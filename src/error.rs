//! Error types for the swap job

use thiserror::Error;

#[derive(Error, Debug)]
pub enum Error {
    #[error("Market data provider error: {0}")]
    Provider(String),

    #[error("Balance read failed: {0}")]
    BalanceRead(String),

    #[error("Quote failed: {0}")]
    Quote(String),

    #[error("Swap submission failed: {0}")]
    Submission(String),

    #[error("Pipeline aborted: {0}")]
    PipelineFatal(String),

    #[error("Wallet error: {0}")]
    Wallet(String),

    #[error("Configuration error: {0}")]
    Config(String),

    #[error("Server error: {0}")]
    Server(String),

    #[error("Invalid argument: {0}")]
    InvalidArgument(String),

    #[error("Network error: {0}")]
    Network(#[from] reqwest::Error),

    #[error("JSON error: {0}")]
    Json(#[from] serde_json::Error),
}

impl Error {
    /// Wrap any failure that makes the whole run meaningless.
    pub fn fatal(err: impl std::fmt::Display) -> Self {
        Error::PipelineFatal(err.to_string())
    }
}

pub type Result<T> = std::result::Result<T, Error>;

++++++++++++++++++++

TASK: Search the records for the word "from" and return every line that holds it.

REPLY TO THE EXERCISE:
    Network(#[from] reqwest::Error),
    Json(#[from] serde_json::Error),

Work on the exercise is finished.